(Dataset entries)
____

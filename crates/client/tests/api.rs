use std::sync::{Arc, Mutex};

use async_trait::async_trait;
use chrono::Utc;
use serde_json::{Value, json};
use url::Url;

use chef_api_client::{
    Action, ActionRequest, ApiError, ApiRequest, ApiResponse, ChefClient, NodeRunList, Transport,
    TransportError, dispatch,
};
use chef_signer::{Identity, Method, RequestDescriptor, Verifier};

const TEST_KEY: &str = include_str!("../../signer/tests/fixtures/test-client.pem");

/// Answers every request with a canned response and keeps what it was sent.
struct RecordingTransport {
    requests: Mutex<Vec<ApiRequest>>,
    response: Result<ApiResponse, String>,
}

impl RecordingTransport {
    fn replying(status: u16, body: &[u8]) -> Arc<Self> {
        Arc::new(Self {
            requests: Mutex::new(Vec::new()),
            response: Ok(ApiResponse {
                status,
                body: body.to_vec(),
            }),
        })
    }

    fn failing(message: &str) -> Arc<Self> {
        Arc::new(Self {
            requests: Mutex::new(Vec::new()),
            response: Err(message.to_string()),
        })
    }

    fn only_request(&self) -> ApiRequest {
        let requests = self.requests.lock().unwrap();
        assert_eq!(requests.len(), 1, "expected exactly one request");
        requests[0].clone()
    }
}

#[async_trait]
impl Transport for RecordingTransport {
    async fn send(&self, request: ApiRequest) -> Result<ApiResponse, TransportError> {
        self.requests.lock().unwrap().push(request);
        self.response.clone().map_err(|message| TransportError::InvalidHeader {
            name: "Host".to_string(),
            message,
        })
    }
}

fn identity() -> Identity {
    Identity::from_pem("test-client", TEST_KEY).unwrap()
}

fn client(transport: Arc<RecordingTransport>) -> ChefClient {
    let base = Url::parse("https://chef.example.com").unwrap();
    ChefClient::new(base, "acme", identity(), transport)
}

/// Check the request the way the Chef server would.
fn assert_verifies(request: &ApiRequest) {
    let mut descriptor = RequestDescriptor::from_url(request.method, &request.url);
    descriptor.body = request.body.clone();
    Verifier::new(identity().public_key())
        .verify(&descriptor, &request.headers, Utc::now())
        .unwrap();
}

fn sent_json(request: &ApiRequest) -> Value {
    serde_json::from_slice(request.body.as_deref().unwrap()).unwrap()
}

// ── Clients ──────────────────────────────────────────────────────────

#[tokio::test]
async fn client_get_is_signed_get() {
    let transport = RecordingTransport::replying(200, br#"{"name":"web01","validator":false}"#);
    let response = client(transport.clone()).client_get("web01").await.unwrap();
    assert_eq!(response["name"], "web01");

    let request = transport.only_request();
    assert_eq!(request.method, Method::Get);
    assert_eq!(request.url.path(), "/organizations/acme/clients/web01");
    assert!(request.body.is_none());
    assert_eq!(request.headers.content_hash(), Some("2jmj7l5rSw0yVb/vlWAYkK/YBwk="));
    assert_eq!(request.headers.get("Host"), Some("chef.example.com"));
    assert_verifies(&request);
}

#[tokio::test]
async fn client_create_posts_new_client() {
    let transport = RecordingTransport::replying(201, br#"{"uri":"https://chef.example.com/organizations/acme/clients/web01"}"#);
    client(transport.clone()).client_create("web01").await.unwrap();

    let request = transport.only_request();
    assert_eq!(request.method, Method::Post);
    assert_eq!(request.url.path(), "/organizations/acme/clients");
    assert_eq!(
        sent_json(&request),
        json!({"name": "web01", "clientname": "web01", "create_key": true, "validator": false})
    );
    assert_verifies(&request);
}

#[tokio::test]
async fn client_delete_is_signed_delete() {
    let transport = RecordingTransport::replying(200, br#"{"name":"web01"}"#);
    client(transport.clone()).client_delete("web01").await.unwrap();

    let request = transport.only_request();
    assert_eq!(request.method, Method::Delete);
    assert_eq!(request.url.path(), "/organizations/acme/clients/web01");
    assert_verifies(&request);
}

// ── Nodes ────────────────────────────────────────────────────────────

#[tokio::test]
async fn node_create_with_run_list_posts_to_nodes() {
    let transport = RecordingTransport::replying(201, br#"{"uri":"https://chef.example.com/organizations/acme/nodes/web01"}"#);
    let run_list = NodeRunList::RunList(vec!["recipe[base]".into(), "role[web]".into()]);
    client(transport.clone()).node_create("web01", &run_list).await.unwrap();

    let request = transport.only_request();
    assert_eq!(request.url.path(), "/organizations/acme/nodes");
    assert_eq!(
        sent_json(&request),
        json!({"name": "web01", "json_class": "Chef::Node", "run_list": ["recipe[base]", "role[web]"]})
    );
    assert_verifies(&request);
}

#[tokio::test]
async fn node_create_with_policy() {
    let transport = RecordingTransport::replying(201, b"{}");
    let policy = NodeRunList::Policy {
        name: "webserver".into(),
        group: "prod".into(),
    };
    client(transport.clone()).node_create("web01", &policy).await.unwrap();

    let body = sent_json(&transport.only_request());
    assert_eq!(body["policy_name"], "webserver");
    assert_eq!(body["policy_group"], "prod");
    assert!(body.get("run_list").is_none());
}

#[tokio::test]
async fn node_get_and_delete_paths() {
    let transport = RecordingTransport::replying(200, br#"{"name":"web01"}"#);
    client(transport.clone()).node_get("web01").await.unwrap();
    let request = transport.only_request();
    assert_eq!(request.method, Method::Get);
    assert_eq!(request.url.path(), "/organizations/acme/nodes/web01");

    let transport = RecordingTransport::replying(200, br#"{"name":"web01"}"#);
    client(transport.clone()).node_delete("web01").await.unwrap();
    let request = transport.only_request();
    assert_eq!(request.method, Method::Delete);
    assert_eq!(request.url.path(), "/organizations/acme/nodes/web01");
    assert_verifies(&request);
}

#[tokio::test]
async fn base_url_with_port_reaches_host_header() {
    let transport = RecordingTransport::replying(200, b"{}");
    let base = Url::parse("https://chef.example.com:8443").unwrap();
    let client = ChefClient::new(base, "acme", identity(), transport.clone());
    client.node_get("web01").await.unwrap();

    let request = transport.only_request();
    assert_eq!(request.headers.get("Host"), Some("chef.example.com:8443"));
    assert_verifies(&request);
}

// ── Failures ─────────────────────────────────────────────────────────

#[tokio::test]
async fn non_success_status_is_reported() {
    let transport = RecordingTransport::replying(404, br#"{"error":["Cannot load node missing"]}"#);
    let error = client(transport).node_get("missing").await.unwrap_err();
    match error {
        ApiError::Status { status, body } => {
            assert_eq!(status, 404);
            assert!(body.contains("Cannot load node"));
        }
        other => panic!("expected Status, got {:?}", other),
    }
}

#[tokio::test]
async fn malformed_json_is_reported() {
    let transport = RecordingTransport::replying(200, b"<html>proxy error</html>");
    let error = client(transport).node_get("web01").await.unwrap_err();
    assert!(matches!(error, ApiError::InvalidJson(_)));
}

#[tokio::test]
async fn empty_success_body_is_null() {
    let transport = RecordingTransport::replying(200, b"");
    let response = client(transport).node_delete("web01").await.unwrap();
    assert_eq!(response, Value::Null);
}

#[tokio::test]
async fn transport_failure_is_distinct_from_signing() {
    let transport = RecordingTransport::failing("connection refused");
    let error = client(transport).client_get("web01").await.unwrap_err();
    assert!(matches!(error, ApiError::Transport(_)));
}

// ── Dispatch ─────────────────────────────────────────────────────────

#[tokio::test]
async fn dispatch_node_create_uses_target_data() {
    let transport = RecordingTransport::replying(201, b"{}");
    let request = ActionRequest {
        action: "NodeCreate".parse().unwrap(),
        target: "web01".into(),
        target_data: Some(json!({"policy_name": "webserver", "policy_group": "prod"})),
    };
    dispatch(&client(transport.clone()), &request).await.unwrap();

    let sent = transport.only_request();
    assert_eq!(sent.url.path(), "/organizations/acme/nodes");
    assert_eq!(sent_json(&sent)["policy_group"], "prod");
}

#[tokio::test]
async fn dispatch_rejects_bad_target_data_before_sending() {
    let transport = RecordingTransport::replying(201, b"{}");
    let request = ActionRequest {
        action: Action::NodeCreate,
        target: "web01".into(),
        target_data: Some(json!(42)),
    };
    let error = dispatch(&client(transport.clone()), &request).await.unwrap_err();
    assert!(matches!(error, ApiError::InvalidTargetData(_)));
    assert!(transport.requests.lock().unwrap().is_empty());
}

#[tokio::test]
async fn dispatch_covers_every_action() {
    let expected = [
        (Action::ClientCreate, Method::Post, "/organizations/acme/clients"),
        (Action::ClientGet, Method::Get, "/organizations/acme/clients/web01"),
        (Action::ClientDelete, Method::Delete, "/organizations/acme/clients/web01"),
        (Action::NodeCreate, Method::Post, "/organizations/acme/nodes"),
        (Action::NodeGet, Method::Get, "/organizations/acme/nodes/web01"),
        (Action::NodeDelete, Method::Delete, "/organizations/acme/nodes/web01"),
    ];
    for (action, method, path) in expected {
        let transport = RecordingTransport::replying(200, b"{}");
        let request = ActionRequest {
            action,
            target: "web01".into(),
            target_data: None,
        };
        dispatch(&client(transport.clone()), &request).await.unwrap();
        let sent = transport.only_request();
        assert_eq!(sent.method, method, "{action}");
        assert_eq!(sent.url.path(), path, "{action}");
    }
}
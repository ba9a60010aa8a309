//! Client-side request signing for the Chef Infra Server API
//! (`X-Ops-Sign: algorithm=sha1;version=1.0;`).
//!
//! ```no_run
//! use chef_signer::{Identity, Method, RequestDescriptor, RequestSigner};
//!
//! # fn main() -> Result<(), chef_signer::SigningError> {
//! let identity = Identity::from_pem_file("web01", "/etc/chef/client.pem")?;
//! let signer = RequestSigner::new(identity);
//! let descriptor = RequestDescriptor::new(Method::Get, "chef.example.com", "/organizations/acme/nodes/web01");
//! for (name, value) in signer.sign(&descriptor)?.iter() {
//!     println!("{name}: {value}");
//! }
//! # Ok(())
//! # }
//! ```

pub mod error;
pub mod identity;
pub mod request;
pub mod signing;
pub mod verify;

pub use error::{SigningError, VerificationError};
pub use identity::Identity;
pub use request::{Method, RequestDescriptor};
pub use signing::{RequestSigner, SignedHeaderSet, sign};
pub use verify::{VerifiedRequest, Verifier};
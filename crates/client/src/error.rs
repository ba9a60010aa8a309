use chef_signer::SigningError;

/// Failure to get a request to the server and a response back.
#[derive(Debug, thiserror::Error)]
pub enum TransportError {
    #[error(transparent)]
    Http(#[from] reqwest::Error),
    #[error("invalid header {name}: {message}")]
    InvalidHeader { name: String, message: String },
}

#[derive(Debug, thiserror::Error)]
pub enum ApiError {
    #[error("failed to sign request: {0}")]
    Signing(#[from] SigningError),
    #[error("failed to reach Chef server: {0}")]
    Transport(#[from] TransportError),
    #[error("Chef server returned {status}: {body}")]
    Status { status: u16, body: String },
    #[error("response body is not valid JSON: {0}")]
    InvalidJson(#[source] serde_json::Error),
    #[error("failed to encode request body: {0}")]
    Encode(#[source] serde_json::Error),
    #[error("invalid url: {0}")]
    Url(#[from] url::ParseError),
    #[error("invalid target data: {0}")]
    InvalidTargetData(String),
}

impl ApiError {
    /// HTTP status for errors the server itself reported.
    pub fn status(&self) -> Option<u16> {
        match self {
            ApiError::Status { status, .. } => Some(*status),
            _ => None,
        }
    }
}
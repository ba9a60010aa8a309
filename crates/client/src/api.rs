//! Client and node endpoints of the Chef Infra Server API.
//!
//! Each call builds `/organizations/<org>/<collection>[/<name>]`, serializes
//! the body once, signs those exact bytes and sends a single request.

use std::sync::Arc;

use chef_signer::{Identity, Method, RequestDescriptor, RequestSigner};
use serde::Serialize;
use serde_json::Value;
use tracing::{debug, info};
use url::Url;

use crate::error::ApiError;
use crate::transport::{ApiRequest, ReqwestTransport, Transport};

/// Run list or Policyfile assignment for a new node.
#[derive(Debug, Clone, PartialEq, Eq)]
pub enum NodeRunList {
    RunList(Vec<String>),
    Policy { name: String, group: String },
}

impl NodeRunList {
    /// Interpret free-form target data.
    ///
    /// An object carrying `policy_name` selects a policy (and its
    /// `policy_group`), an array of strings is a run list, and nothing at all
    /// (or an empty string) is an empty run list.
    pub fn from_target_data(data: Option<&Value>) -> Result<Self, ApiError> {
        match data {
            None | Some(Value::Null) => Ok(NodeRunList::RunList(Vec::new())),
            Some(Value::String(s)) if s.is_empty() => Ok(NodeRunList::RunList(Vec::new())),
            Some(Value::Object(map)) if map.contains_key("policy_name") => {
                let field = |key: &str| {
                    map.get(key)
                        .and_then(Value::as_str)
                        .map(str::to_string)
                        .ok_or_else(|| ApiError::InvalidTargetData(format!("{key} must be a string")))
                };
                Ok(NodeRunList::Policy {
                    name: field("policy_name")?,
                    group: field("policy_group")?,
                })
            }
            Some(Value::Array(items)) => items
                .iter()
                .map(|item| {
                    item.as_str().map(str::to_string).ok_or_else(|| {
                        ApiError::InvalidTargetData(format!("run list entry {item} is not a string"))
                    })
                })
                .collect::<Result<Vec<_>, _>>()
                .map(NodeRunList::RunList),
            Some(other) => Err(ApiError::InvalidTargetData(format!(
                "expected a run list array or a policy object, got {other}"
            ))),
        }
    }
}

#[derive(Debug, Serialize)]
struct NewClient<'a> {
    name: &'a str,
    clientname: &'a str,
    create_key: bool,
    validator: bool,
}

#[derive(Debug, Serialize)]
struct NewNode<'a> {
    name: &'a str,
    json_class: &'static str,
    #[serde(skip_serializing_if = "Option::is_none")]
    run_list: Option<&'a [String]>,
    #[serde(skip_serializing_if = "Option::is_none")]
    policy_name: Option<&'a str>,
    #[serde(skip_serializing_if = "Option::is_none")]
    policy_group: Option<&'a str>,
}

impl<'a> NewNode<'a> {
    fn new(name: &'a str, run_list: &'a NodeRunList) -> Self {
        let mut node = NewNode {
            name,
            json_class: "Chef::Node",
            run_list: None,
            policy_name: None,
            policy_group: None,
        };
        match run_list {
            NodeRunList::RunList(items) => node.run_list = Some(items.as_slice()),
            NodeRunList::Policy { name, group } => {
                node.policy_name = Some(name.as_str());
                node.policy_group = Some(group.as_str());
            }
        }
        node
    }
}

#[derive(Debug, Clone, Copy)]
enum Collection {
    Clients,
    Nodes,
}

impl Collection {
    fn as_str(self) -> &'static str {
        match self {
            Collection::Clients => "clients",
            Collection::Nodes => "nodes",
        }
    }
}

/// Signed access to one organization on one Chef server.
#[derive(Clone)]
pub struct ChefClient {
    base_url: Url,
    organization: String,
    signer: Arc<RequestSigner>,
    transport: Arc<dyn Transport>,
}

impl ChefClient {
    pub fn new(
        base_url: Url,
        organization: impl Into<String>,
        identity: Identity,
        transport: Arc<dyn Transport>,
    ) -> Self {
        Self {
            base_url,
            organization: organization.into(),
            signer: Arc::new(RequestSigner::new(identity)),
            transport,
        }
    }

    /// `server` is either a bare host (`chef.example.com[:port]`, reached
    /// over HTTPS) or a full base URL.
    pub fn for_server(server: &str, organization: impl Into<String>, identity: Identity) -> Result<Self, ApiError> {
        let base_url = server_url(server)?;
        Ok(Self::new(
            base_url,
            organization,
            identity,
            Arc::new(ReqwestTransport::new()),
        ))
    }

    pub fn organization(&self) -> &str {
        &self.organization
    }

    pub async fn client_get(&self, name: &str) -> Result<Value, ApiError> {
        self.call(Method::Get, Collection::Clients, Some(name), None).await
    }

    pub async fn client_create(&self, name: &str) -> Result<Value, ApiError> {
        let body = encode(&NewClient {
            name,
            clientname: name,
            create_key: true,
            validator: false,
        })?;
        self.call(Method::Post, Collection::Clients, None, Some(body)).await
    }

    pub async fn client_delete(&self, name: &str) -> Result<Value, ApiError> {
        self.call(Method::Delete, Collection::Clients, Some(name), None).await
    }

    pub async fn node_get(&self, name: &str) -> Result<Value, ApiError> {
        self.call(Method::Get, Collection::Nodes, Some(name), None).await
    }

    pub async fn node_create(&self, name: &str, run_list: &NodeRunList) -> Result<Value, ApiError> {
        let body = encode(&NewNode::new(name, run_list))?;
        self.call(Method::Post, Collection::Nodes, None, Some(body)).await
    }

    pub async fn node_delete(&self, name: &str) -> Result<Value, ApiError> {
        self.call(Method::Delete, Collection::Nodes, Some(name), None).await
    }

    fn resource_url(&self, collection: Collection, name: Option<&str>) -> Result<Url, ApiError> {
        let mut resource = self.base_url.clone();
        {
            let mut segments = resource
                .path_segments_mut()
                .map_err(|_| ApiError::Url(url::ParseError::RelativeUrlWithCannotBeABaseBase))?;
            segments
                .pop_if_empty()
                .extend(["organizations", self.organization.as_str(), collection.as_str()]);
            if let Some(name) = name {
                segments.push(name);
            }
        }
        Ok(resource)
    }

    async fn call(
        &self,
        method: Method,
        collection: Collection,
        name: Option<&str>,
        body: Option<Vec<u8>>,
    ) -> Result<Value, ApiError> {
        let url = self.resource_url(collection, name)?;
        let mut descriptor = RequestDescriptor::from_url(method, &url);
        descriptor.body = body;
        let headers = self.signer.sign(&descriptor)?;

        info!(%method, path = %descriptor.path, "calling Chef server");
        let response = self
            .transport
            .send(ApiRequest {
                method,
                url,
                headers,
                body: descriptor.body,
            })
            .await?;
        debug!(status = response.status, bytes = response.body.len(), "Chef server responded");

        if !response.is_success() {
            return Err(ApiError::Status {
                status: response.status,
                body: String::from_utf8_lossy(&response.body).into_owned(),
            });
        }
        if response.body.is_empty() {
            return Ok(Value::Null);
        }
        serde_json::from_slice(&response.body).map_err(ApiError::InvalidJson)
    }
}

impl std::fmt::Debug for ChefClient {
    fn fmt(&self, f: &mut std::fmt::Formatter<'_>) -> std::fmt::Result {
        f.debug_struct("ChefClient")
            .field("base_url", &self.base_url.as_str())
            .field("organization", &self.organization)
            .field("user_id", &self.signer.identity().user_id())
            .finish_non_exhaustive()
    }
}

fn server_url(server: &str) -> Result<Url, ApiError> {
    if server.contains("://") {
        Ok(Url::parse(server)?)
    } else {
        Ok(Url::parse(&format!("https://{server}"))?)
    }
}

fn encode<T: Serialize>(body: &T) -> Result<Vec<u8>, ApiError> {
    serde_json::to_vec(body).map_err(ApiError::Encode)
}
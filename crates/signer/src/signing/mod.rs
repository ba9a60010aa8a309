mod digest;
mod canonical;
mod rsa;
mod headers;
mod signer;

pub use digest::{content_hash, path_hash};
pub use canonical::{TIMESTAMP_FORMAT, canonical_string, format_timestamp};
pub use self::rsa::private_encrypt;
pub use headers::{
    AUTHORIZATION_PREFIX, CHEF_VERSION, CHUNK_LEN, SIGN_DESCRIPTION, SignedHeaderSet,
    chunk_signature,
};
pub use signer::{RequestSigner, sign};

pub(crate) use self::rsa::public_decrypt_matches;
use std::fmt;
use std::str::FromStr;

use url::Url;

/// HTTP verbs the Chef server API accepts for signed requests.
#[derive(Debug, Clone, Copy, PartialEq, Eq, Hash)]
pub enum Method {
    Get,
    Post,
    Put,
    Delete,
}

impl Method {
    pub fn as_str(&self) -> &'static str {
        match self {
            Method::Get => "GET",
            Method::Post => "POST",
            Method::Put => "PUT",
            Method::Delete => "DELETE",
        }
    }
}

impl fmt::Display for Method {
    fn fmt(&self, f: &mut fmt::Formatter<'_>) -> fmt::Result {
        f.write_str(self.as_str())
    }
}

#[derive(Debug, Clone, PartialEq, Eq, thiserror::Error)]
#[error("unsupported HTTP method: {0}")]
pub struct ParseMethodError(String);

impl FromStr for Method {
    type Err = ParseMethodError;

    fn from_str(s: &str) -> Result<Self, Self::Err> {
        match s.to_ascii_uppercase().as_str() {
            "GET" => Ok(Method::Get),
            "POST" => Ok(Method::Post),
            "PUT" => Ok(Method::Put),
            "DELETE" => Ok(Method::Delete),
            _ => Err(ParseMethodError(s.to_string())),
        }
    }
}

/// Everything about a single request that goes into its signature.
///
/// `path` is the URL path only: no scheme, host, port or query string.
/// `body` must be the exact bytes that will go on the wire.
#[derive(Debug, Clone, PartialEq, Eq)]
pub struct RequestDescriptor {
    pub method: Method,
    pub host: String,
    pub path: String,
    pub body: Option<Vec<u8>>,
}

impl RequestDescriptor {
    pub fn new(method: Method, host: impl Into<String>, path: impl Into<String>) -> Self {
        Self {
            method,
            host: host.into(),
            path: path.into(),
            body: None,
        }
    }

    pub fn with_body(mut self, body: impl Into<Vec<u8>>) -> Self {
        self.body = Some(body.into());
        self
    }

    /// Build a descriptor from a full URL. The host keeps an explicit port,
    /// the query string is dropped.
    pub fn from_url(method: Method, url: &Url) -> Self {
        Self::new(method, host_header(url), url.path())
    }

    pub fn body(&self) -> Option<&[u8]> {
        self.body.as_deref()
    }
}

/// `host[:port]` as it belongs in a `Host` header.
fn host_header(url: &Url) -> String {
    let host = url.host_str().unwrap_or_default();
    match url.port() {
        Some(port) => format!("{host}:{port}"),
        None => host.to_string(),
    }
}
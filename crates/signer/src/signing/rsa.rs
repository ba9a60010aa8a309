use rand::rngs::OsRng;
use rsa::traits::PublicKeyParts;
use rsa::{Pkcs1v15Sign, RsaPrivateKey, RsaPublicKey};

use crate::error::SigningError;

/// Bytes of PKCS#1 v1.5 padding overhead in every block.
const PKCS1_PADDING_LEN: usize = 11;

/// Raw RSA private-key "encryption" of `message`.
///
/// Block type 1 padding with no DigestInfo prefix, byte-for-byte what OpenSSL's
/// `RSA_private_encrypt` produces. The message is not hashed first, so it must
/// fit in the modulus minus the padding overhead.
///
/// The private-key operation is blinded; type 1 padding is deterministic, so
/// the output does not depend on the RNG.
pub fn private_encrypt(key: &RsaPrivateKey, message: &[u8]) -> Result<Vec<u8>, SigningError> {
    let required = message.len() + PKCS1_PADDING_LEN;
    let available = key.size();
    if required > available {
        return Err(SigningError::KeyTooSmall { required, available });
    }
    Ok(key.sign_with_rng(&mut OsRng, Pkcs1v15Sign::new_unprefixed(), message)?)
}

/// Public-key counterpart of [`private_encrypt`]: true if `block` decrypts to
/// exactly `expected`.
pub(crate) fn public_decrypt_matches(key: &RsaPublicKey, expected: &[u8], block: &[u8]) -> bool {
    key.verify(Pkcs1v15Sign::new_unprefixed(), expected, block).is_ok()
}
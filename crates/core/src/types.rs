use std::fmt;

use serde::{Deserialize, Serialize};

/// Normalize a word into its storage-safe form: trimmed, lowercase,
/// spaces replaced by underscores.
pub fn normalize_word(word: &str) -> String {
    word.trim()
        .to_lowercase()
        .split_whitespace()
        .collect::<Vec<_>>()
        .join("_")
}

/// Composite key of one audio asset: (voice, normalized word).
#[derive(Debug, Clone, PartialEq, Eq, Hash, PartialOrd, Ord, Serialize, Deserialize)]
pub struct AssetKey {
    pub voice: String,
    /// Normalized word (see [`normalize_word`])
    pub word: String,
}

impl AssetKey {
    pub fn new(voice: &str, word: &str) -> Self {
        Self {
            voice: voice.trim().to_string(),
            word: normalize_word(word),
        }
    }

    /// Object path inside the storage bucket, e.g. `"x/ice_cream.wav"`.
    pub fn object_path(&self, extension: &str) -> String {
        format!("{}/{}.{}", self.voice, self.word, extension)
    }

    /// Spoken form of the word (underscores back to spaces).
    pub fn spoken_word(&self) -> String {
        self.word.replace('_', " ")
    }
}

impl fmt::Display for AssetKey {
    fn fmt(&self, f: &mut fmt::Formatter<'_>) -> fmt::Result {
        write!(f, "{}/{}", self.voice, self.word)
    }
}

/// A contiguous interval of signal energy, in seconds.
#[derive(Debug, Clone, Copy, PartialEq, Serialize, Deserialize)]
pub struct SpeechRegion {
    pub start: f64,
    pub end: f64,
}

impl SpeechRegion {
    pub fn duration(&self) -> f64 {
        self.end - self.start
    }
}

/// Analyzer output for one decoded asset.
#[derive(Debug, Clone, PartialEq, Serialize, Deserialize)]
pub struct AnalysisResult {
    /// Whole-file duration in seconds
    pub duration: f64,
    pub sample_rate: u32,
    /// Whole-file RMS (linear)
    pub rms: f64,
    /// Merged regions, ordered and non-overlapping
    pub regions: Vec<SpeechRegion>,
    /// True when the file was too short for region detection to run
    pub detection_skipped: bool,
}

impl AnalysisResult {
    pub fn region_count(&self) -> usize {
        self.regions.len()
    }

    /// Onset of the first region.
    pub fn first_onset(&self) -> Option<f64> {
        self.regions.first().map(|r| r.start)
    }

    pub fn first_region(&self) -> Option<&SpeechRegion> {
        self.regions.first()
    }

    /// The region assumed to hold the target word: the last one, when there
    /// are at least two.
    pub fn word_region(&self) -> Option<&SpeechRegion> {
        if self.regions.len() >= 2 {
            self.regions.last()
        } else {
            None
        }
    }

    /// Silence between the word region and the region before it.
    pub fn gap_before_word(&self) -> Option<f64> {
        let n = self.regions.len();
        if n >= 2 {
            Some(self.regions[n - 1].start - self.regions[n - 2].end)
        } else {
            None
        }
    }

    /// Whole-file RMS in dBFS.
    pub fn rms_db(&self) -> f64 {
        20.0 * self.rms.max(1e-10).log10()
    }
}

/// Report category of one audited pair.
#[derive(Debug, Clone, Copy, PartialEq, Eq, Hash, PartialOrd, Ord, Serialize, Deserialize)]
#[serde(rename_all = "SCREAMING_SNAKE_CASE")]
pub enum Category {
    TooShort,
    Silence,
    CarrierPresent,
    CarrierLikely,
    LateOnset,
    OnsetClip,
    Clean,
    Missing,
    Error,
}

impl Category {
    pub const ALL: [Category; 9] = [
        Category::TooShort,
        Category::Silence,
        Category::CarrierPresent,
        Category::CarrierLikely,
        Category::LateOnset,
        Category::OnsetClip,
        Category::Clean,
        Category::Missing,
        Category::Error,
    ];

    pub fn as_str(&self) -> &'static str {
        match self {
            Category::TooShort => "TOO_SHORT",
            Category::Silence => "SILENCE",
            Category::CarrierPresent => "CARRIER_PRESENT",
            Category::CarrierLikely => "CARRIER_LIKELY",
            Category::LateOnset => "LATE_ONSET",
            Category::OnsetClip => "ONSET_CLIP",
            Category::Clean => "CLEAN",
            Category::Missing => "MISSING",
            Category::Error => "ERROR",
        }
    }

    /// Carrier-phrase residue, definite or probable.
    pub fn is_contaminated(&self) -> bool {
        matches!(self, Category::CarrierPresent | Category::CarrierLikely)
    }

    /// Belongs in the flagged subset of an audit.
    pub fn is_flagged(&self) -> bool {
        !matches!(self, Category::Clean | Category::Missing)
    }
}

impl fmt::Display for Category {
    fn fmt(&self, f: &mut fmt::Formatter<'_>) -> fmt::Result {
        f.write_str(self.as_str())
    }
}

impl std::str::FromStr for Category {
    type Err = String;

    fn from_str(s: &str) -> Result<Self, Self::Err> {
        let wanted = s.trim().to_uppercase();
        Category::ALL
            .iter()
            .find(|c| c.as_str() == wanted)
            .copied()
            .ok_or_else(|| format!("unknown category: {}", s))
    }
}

____

WHAT THE EXERCISE ASKS
Gather up the lines containing the word "CarrierLikely" from these records and copy them.

RESPONSE BELOW
    CarrierLikely,
        Category::CarrierLikely,
            Category::CarrierLikely => "CARRIER_LIKELY",
        matches!(self, Category::CarrierPresent | Category::CarrierLikely)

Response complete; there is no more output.